Oliver Goldsmith v. The State.
    
      No. 156.
    
    
      Decided May 3.
    
    1. Continuance — Evidence too Remote —New Trial.—Where evidence sought in an application for continuance is so insignificant or remote as that it could not have affected the verdict under the facts proved, the motion for new trial was properly overruled.
    2. Same—Practice on Appeal.—It is only in a case where, from the evidence adduced on the trial, this court on appeal would be impressed with the conviction, not merely that the defendant might probably have been injured by the overriding of his application for continuance, but that it was reasonably probable that if the absent testimony had been before the jury a verdict more favorable to the defendant would have resulted, that this court would reverse on account of such ruling.
    3. Evidence—Horse Tracks.—Evidence is admissible to show that horse tracks trailed from the scene of the crime corresponded with horse tracks found, at defendant’s.
    4. Witness not Sworn — Objection as to—Practice.—Where a witness who was not sworn was permitted without objection to testify on the trial, it is too late on the motion for new trial to raise the question. .

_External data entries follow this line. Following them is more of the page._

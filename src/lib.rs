//! Brkalloc - a first-fit memory allocator over the process break.
//!
//! Every allocation lives on the program break and is preceded by an in-band
//! header. Headers form an address-ordered singly linked list that is scanned
//! first-fit on allocation; freeing the block at the top of the heap returns
//! its memory to the OS by shrinking the break, freeing any other block marks
//! it for reuse. One lock serializes everything.
//!
//! [`GlobalBrk`] is the embedding point:
//!
//! ```rust,ignore
//! use brkalloc::GlobalBrk;
//!
//! #[global_allocator]
//! static ALLOC: GlobalBrk = GlobalBrk::new();
//! ```
#![cfg_attr(not(test), no_std)]
#![warn(missing_debug_implementations)]
#![forbid(unsafe_op_in_unsafe_fn)]

use core::sync::atomic::AtomicBool;

#[macro_use]
#[allow(unused_macros)]
pub(crate) mod alog;

pub mod brk;
pub mod global;
pub mod list_alloc;

pub use global::GlobalBrk;

pub(crate) static ALLOC_LOG: AtomicBool = AtomicBool::new(false);

/// Enables logging for the allocator.
///
/// Off by default, and it must stay off while the allocator serves as
/// `#[global_allocator]`: the `log` machinery allocates, and the allocator
/// must not re-enter itself.
pub fn enable_logging() {
    ALLOC_LOG.store(true, core::sync::atomic::Ordering::Relaxed);
}

/// Disables logging for the allocator.
pub fn disable_logging() {
    ALLOC_LOG.store(false, core::sync::atomic::Ordering::Relaxed);
}

pub(crate) fn should_log() -> bool {
    ALLOC_LOG.load(core::sync::atomic::Ordering::Relaxed)
}
//! In-band block metadata.
//!
//! Every block on the heap starts with a header and the payload follows
//! [`HEADER_SIZE`] bytes after it. The conversion functions at the bottom are
//! the only place in the crate where that offset is applied; everything else
//! handles whole headers or whole payloads.

use core::mem;

/// The worst-case scalar alignment of the platform.
///
/// Payloads are handed out on this boundary, so any type fits without the
/// allocator knowing its layout.
pub const MAX_ALIGN: usize = mem::align_of::<libc::max_align_t>();

/// Bytes between a block header and its payload: the header struct padded up
/// to [`MAX_ALIGN`] so the payload lands on a worst-case boundary.
pub const HEADER_SIZE: usize = (mem::size_of::<BlockHeader>() + MAX_ALIGN - 1) & !(MAX_ALIGN - 1);

/// The bookkeeping that precedes every allocated block.
#[derive(Debug)]
#[repr(C)] // Keep the in-band layout fixed.
pub(crate) struct BlockHeader {
    /// Payload bytes recorded for this block. Overwritten on reuse, so this
    /// is the last requested (padded) size, not the block's true capacity.
    pub(crate) size: usize,
    /// Is the block free or allocated.
    pub(crate) is_free: bool,
    /// The next header in ascending address order, null for the tail.
    pub(crate) next: *mut BlockHeader,
}

impl BlockHeader {
    /// Creates the header for a freshly grown block.
    pub(crate) fn new(size: usize) -> Self {
        Self {
            size,
            is_free: false,
            next: core::ptr::null_mut(),
        }
    }
}

/// Rounds a requested size up to [`MAX_ALIGN`]. `None` when the request is so
/// large that padding it overflows.
pub const fn pad_request(size: usize) -> Option<usize> {
    match size.checked_add(MAX_ALIGN - 1) {
        Some(padded) => Some(padded & !(MAX_ALIGN - 1)),
        None => None,
    }
}

/// Returns the payload a header precedes.
///
/// # Safety
///
/// `header` must point at a live block header.
pub(crate) unsafe fn payload_of(header: *mut BlockHeader) -> *mut u8 {
    unsafe { header.cast::<u8>().add(HEADER_SIZE) }
}

/// Recovers the header preceding a payload.
///
/// # Safety
///
/// `payload` must have come from [`payload_of`] for a header that is still
/// live.
pub(crate) unsafe fn header_of(payload: *mut u8) -> *mut BlockHeader {
    unsafe { payload.sub(HEADER_SIZE) }.cast()
}

/// Returns one past the last payload byte the header records.
///
/// # Safety
///
/// `header` must point at a live block header.
pub(crate) unsafe fn payload_end(header: *mut BlockHeader) -> *mut u8 {
    unsafe { payload_of(header).add((*header).size) }
}

#[cfg(test)]
mod tests {
    use super::*;

    #[test]
    fn test_max_align_is_power_of_two() {
        assert!(MAX_ALIGN.is_power_of_two());
        assert!(MAX_ALIGN >= mem::align_of::<usize>());
    }

    #[test]
    fn test_header_size_is_padded() {
        assert_eq!(HEADER_SIZE % MAX_ALIGN, 0);
        assert!(HEADER_SIZE >= mem::size_of::<BlockHeader>());
        assert!(HEADER_SIZE < mem::size_of::<BlockHeader>() + MAX_ALIGN);
    }

    #[test]
    fn test_pad_request_rounds_up() {
        assert_eq!(pad_request(1), Some(MAX_ALIGN));
        assert_eq!(pad_request(MAX_ALIGN - 1), Some(MAX_ALIGN));
        assert_eq!(pad_request(MAX_ALIGN), Some(MAX_ALIGN));
        assert_eq!(pad_request(MAX_ALIGN + 1), Some(2 * MAX_ALIGN));
    }

    #[test]
    fn test_pad_request_overflow() {
        assert_eq!(pad_request(usize::MAX), None);
        assert_eq!(pad_request(usize::MAX - MAX_ALIGN + 2), None);
        // The largest request that still pads cleanly.
        assert_eq!(
            pad_request(usize::MAX - MAX_ALIGN + 1),
            Some(usize::MAX - MAX_ALIGN + 1)
        );
    }

    #[test]
    fn test_payload_header_roundtrip() {
        let mut backing = vec![0u8; HEADER_SIZE * 2 + MAX_ALIGN];
        let offset = backing.as_mut_ptr().align_offset(MAX_ALIGN);
        let header = unsafe { backing.as_mut_ptr().add(offset) }.cast::<BlockHeader>();
        unsafe { header.write(BlockHeader::new(MAX_ALIGN)) };

        let payload = unsafe { payload_of(header) };
        assert_eq!(payload.addr() - header.addr(), HEADER_SIZE);
        assert_eq!(payload.addr() & (MAX_ALIGN - 1), 0);
        assert_eq!(unsafe { header_of(payload) }, header);
        assert_eq!(
            unsafe { payload_end(header) }.addr(),
            payload.addr() + MAX_ALIGN
        );
    }
}
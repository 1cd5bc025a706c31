//! Built-in rules

mod math_round_int_long;

pub use math_round_int_long::{classify, ArgumentFamily, MathRoundIntLong};

use crate::config::Config;
use crate::rule::Rule;
use std::sync::Arc;

/// All built-in rules, configured from `config`
pub fn builtin_rules(config: &Config) -> Vec<Arc<dyn Rule>> {
    vec![Arc::new(MathRoundIntLong::from_config(&config.fix))]
}

/// Look up a built-in rule by ID, whether or not `config` enables it
pub fn find_rule(config: &Config, id: &str) -> Option<Arc<dyn Rule>> {
    builtin_rules(config).into_iter().find(|rule| rule.id() == id)
}
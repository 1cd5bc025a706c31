//! Sitefix - call-site lint and rewrite engine
//!
//! Rules inspect one typed expression at a time and either ignore it or
//! return a diagnostic, optionally with a fix plan of textual edits.
//!
//! # Architecture
//!
//! ```text
//! CLI/API -> Engine -> Rule (Matcher screen) -> Diagnostic + FixPlan -> Fixer
//! ```
//!
//! The engine receives already parsed and type-checked compilation units
//! (`CompilationUnit`), walks every method call in them, runs the enabled
//! rules and validates what they return. The fixer merges the plans of one
//! unit and applies them to its source text.
//!
//! # Writing a rule
//!
//! A rule screens candidate nodes with [`matcher`] combinators, then builds a
//! [`FixPlan`] against the unit source:
//!
//! ```
//! use sitefix::matcher::{all, argument_type_in, is_static_call_to, Matcher};
//! use sitefix::syntax::{PrimitiveType, TypeRef};
//!
//! let screen = all(vec![
//!     Box::new(is_static_call_to("java.lang.Math", "abs")),
//!     Box::new(argument_type_in(0, &[TypeRef::primitive(PrimitiveType::Int)])),
//! ]);
//! # let _: &dyn Matcher = &screen;
//! ```

pub mod config;
pub mod diagnostic;
pub mod engine;
pub mod environment;
pub mod fix;
pub mod fixer;
pub mod matcher;
pub mod output;
pub mod rule;
pub mod rules;
pub mod syntax;

// Re-export main types
pub use config::Config;
pub use diagnostic::{Diagnostic, FixSafety, Location, Severity};
pub use engine::{Engine, EngineDefect, EngineError, LintResult, RuleTiming, UnitReport};
pub use environment::{CompilationUnit, Environment, SymbolResolver, SymbolTable};
pub use fix::{Edit, EditError, FixPlan, ParenPolicy};
pub use fixer::{Fix, FixMode, FixResult, Fixer};
pub use matcher::Matcher;
pub use output::{JsonFormatter, OutputFormatter, TextFormatter};
pub use rule::{FixAvailability, Rule, RuleCategory, RuleInfo};
pub use syntax::{Expr, MethodRef, NodeKind, Span, SyntaxNode, TypeRef};
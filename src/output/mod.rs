//! Output formatters for lint results

mod json;
mod text;

pub use json::JsonFormatter;
pub use text::TextFormatter;

use crate::config::{OutputConfig, OutputFormat};
use crate::diagnostic::Diagnostic;
use crate::engine::LintResult;

/// Output formatter trait
pub trait OutputFormatter: Send + Sync {
    /// Format the entire lint result
    fn format(&self, result: &LintResult) -> String;

    /// Format a single diagnostic
    fn format_diagnostic(&self, diagnostic: &Diagnostic) -> String;
}

/// Formatter for the configured output settings
pub fn formatter_for(config: &OutputConfig, colored: bool) -> Box<dyn OutputFormatter> {
    match config.format {
        OutputFormat::Text => {
            let mut formatter = TextFormatter::new();
            if !colored {
                formatter = formatter.without_color();
            }
            formatter.show_stats = config.statistics;
            formatter.show_timings = config.verbose;
            Box::new(formatter)
        }
        OutputFormat::Json => {
            let formatter = JsonFormatter::new();
            Box::new(if config.verbose {
                formatter.pretty()
            } else {
                formatter
            })
        }
    }
}
//! Human-readable text output formatter

use super::OutputFormatter;
use crate::diagnostic::{Diagnostic, FixSafety, Severity};
use crate::engine::LintResult;
use crate::fix::FixPlan;
use colored::*;
use std::collections::BTreeMap;

/// Text formatter with optional color support
pub struct TextFormatter {
    /// Enable colored output
    pub colored: bool,

    /// Show source context
    pub show_source: bool,

    /// Show help text
    pub show_help: bool,

    /// Show fix suggestions
    pub show_fixes: bool,

    /// Show statistics
    pub show_stats: bool,

    /// Show per-rule timings after the statistics
    pub show_timings: bool,
}

impl Default for TextFormatter {
    fn default() -> Self {
        Self {
            colored: true,
            show_source: true,
            show_help: true,
            show_fixes: true,
            show_stats: true,
            show_timings: false,
        }
    }
}

impl TextFormatter {
    /// Create a new text formatter
    pub fn new() -> Self {
        Self::default()
    }

    /// Disable colors
    pub fn without_color(mut self) -> Self {
        self.colored = false;
        self
    }

    fn paint(&self, s: &str, style: fn(&str) -> ColoredString) -> String {
        if self.colored {
            style(s).to_string()
        } else {
            s.to_string()
        }
    }

    fn severity_str(&self, severity: Severity) -> String {
        let s = severity.to_string();
        match severity {
            Severity::Error => self.paint(&s, |s| s.red().bold()),
            Severity::Warning => self.paint(&s, |s| s.yellow().bold()),
            Severity::Info => self.paint(&s, |s| s.blue()),
        }
    }

    fn gutter(&self, mark: &str) -> String {
        self.paint(mark, |s| s.blue())
    }

    fn format_location(&self, diag: &Diagnostic) -> String {
        format!(
            "{}:{}:{}",
            diag.location.file.display(),
            diag.location.line,
            diag.location.column
        )
    }

    fn format_fix(&self, fix: &FixPlan) -> String {
        let marker = match fix.safety {
            FixSafety::Safe => self.paint("fix", |s| s.green()),
            FixSafety::Unsafe => self.paint("unsafe fix", |s| s.yellow()),
            FixSafety::Display => self.paint("suggestion", |s| s.normal()),
        };
        let mut output = format!(
            "   {} {}: {} -> {}\n",
            self.paint("=", |s| s.green()),
            marker,
            fix.description,
            self.paint(&fix_preview(fix), |s| s.green())
        );
        for import in &fix.imports {
            output.push_str(&format!(
                "   {} adds: import {};\n",
                self.paint("=", |s| s.green()),
                import
            ));
        }
        output
    }

    fn plural(count: usize, singular: &str, plural: &str) -> String {
        format!("{} {}", count, if count == 1 { singular } else { plural })
    }
}

/// Text the call site turns into: the edits' texts in the order they were added
fn fix_preview(fix: &FixPlan) -> String {
    fix.edits.iter().map(|e| e.text()).collect()
}

impl OutputFormatter for TextFormatter {
    fn format(&self, result: &LintResult) -> String {
        let mut output = String::new();

        // Group diagnostics by file
        let mut by_file: BTreeMap<_, Vec<_>> = BTreeMap::new();
        for diag in &result.diagnostics {
            by_file.entry(&diag.location.file).or_default().push(diag);
        }

        for (file, diagnostics) in &by_file {
            output.push_str(&format!(
                "{}\n",
                self.paint(&file.display().to_string(), |s| s.underline())
            ));
            for diag in diagnostics {
                output.push_str(&self.format_diagnostic(diag));
                output.push('\n');
            }
            output.push('\n');
        }

        for defect in &result.defects {
            output.push_str(&format!(
                "{}: {}: {}\n",
                defect.file.display(),
                self.paint("engine defect", |s| s.magenta().bold()),
                defect.error
            ));
        }

        if self.show_stats {
            output.push_str(&format!(
                "\n{} processed, {} evaluated",
                Self::plural(result.files_processed, "unit", "units"),
                Self::plural(result.call_sites, "call site", "call sites")
            ));

            let mut counts = Vec::new();
            if result.error_count > 0 {
                let s = Self::plural(result.error_count, "error", "errors");
                counts.push(self.paint(&s, |s| s.red()));
            }
            if result.warning_count > 0 {
                let s = Self::plural(result.warning_count, "warning", "warnings");
                counts.push(self.paint(&s, |s| s.yellow()));
            }
            if result.info_count > 0 {
                let s = Self::plural(result.info_count, "info", "infos");
                counts.push(self.paint(&s, |s| s.blue()));
            }
            if !result.defects.is_empty() {
                let s = Self::plural(result.defects.len(), "defect", "defects");
                counts.push(self.paint(&s, |s| s.magenta()));
            }

            if !counts.is_empty() {
                output.push_str(&format!(": {}", counts.join(", ")));
            }
            output.push('\n');

            let fixable = result.diagnostics.iter().filter(|d| d.has_fix()).count();
            let review = result.diagnostics.iter().filter(|d| d.requires_review).count();
            if fixable > 0 || review > 0 {
                output.push_str(&format!(
                    "{} fixable, {} need review\n",
                    fixable, review
                ));
            }

            output.push_str(&format!(
                "Finished in {:.2}s\n",
                result.duration.as_secs_f64()
            ));
        }

        if self.show_timings && !result.rule_timings.is_empty() {
            output.push('\n');
            output.push_str(&result.format_timings());
        }

        output
    }

    fn format_diagnostic(&self, diag: &Diagnostic) -> String {
        let mut output = String::new();

        output.push_str(&format!(
            "{}: {}[{}]: {}\n",
            self.format_location(diag),
            self.severity_str(diag.severity),
            self.paint(&diag.rule_id, |s| s.cyan()),
            diag.message
        ));

        if self.show_source {
            if let Some(source) = &diag.source_line {
                output.push_str(&format!("     {}\n", self.gutter("|")));
                let line_num = format!("{:>4}", diag.location.line);
                output.push_str(&format!(
                    "{} {} {}\n",
                    self.paint(&line_num, |s| s.blue()),
                    self.gutter("|"),
                    source
                ));

                // Underline the call
                if diag.location.column > 0 {
                    let padding = " ".repeat(diag.location.column - 1);
                    let underline = "^".repeat(diag.location.length.max(1));
                    output.push_str(&format!(
                        "     {} {}{}\n",
                        self.gutter("|"),
                        padding,
                        self.paint(&underline, |s| s.red())
                    ));
                }
            }
        }

        if self.show_help {
            if let Some(help) = &diag.help {
                output.push_str(&format!("   {} help: {}\n", self.gutter("="), help));
            }
        }

        if self.show_fixes {
            if let Some(fix) = &diag.fix {
                output.push_str(&self.format_fix(fix));
            }
        }

        if diag.requires_review {
            output.push_str(&format!(
                "   {} {}\n",
                self.gutter("="),
                self.paint("requires review: no automatic fix", |s| s.yellow())
            ));
        }

        for note in &diag.notes {
            output.push_str(&format!("   {} note: {}\n", self.gutter("="), note));
        }

        output
    }
}

#[cfg(test)]
mod tests {
    use super::*;
    use crate::engine::{EngineDefect, EngineError};
    use crate::syntax::Span;
    use std::path::{Path, PathBuf};

    const SOURCE: &str = "long y = Math.round(a + b);\n";

    fn diag() -> Diagnostic {
        let span = Span::new(9, 26);
        let fix = FixPlan::builder()
            .description("Remove redundant Math.round")
            .prefix_with(span, "(")
            .replace(span, "a + b")
            .postfix_with(span, ")")
            .build();
        Diagnostic::new(
            "math-round-int-long",
            Severity::Error,
            "Math.round(Integer) results in truncation",
            span,
        )
        .with_fix(fix)
        .at(Path::new("A.java"), SOURCE)
    }

    #[test]
    fn test_format_diagnostic() {
        let formatter = TextFormatter::new().without_color();
        let output = formatter.format_diagnostic(&diag());

        assert!(output.contains("A.java:1:10"));
        assert!(output.contains("error[math-round-int-long]"));
        assert!(output.contains("Math.round(Integer) results in truncation"));
        assert!(output.contains("long y = Math.round(a + b);"));
        assert!(output.contains(&format!("{}{}", " ".repeat(9), "^".repeat(17))));
        assert!(output.contains("fix: Remove redundant Math.round -> (a + b)"));
    }

    #[test]
    fn test_format_review_and_imports() {
        let formatter = TextFormatter::new().without_color();
        let review = Diagnostic::new("r", Severity::Error, "long message", Span::new(0, 4))
            .with_help("summary")
            .requiring_review();
        let output = formatter.format_diagnostic(&review);
        assert!(output.contains("help: summary"));
        assert!(output.contains("requires review"));

        let span = Span::new(9, 26);
        let fix = FixPlan::builder()
            .description("Replace with Ints.saturatedCast")
            .add_import("com.google.common.primitives.Ints")
            .prefix_with(span, "Ints.saturatedCast(")
            .replace(span, "a + b")
            .postfix_with(span, ")")
            .safety(FixSafety::Unsafe)
            .build();
        let output = formatter.format_diagnostic(&Diagnostic::new("r", Severity::Error, "m", span).with_fix(fix));
        assert!(output.contains("unsafe fix: Replace with Ints.saturatedCast -> Ints.saturatedCast(a + b)"));
        assert!(output.contains("adds: import com.google.common.primitives.Ints;"));
    }

    #[test]
    fn test_format_result() {
        let formatter = TextFormatter::new().without_color();
        let result = LintResult {
            diagnostics: vec![diag()],
            defects: vec![EngineDefect {
                file: PathBuf::from("B.java"),
                error: EngineError::MissingSource {
                    rule_id: "r".to_string(),
                    span: Span::new(1, 2),
                },
            }],
            files_processed: 2,
            call_sites: 3,
            error_count: 1,
            ..Default::default()
        };

        let output = formatter.format(&result);
        assert!(output.contains("2 units processed, 3 call sites evaluated"));
        assert!(output.contains("1 error"));
        assert!(output.contains("1 defect"));
        assert!(output.contains("B.java: engine defect:"));
        assert!(output.contains("1 fixable, 0 need review"));
    }
}
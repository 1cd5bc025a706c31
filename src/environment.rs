//! Compilation unit environment
//!
//! Read-only facade over one compilation unit: source text, attached types
//! and symbol lookup. Symbol lookup goes through [`SymbolResolver`] so tests
//! can stub it with a closure instead of a real classpath.

use crate::syntax::{Expr, Span, SyntaxNode, TypeRef};
use regex::Regex;
use serde::{Deserialize, Serialize};
use std::collections::BTreeSet;
use std::path::PathBuf;
use std::sync::OnceLock;

/// Answers "does this fully-qualified name resolve here?"
pub trait SymbolResolver: Send + Sync {
    fn resolves(&self, fully_qualified_name: &str) -> bool;
}

impl<F> SymbolResolver for F
where
    F: Fn(&str) -> bool + Send + Sync,
{
    fn resolves(&self, fully_qualified_name: &str) -> bool {
        self(fully_qualified_name)
    }
}

/// Dotted Java-style name: `pkg.sub.Type`, every segment an identifier
pub fn is_well_formed_name(name: &str) -> bool {
    static NAME: OnceLock<Option<Regex>> = OnceLock::new();
    NAME.get_or_init(|| Regex::new(r"^[A-Za-z_$][A-Za-z0-9_$]*(\.[A-Za-z_$][A-Za-z0-9_$]*)*$").ok())
        .as_ref()
        .is_some_and(|re| re.is_match(name))
}

/// Set of names visible on the unit's classpath
#[derive(Debug, Clone, Default, PartialEq, Eq, Serialize, Deserialize)]
#[serde(transparent)]
pub struct SymbolTable {
    names: BTreeSet<String>,
}

impl SymbolTable {
    pub fn new() -> Self {
        Self::default()
    }

    pub fn with_symbol(mut self, name: &str) -> Self {
        self.insert(name);
        self
    }

    pub fn insert(&mut self, name: &str) {
        self.names.insert(name.to_string());
    }

    pub fn len(&self) -> usize {
        self.names.len()
    }

    pub fn is_empty(&self) -> bool {
        self.names.is_empty()
    }
}

impl SymbolResolver for SymbolTable {
    fn resolves(&self, fully_qualified_name: &str) -> bool {
        self.names.contains(fully_qualified_name)
    }
}

impl<'a> FromIterator<&'a str> for SymbolTable {
    fn from_iter<T: IntoIterator<Item = &'a str>>(iter: T) -> Self {
        Self {
            names: iter.into_iter().map(String::from).collect(),
        }
    }
}

/// Everything a rule may ask about the unit it is evaluating
pub trait Environment: Sync {
    /// Full source text of the unit
    fn source(&self) -> &str;

    fn resolver(&self) -> &dyn SymbolResolver;

    /// Resolved type of an expression
    fn type_of<'n>(&self, node: &'n dyn SyntaxNode) -> Option<&'n TypeRef> {
        node.resolved_type()
    }

    /// Source text for a span; `None` when out of range or not on char boundaries
    fn source_for(&self, span: Span) -> Option<&str> {
        if span.start > span.end {
            return None;
        }
        self.source().get(span.start..span.end)
    }

    /// Probe for a symbol. Malformed names are reported as unresolved.
    fn resolves(&self, fully_qualified_name: &str) -> bool {
        is_well_formed_name(fully_qualified_name) && self.resolver().resolves(fully_qualified_name)
    }
}

/// One parsed and type-checked compilation unit, as handed over by the driver
#[derive(Debug, Clone, Default, Serialize, Deserialize)]
pub struct CompilationUnit {
    /// Source file path
    #[serde(default)]
    pub path: PathBuf,

    /// Source text; the driver reads `path` when this is absent
    #[serde(default)]
    pub source: String,

    /// Names resolvable from this unit
    #[serde(default)]
    pub symbols: SymbolTable,

    /// Top-level expression trees containing the call sites
    #[serde(default)]
    pub trees: Vec<Expr>,
}

impl CompilationUnit {
    pub fn new(path: impl Into<PathBuf>, source: &str) -> Self {
        Self {
            path: path.into(),
            source: source.to_string(),
            symbols: SymbolTable::new(),
            trees: Vec::new(),
        }
    }

    pub fn with_symbols(mut self, symbols: SymbolTable) -> Self {
        self.symbols = symbols;
        self
    }

    pub fn with_tree(mut self, tree: Expr) -> Self {
        self.trees.push(tree);
        self
    }
}

impl Environment for CompilationUnit {
    fn source(&self) -> &str {
        &self.source
    }

    fn resolver(&self) -> &dyn SymbolResolver {
        &self.symbols
    }
}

    5. Burglary—Charge of the Court—Recent Possession.—On a trial for burglary, where it is certain that the parties entering the house did so for purposes of theft, and that they did steal property in said house, it is not essential to prove that they were seen afterwards in possession of the property; and the court under such circumstances was not required to charge upon recent possession, that not being the ground relied upon to establish guilt.
    Appeal from the District Court of Jack. Tried below before Hon. J. W. Patterson.
    Appellant was indicted for the burglary of the store house of one A. B. Flowers, with intent to commit theft, and on his trial was convicted, his punishment being affixed at four years in the penitentiary.
    Defendant made an application for continuance for several witnesses, by one of whom he expected to prove that a certain pipe found in his possession, and claimed by the prosecution as a pipe belonging to the prosecutor, and as one taken from the burglarized store house, was a pipe the witness had known a long time prior to the alleged crime, and the same did not belong to said prosecutor. Also by this witness, and the other witnesses, that defendant nor his codefendant, Mullis, either of them, owned or rode a shod horse at the date of the burglary; and that three of said witnesses would testify that the codefendant, Mullis, was not at or in the neighborhood of the burglarized store house on the day of the burglary, or any day during that week, but was at his home and at work on his farm in Jack County, Texas. This application for continuance was overruled and is discussed' below in the opinion of the court.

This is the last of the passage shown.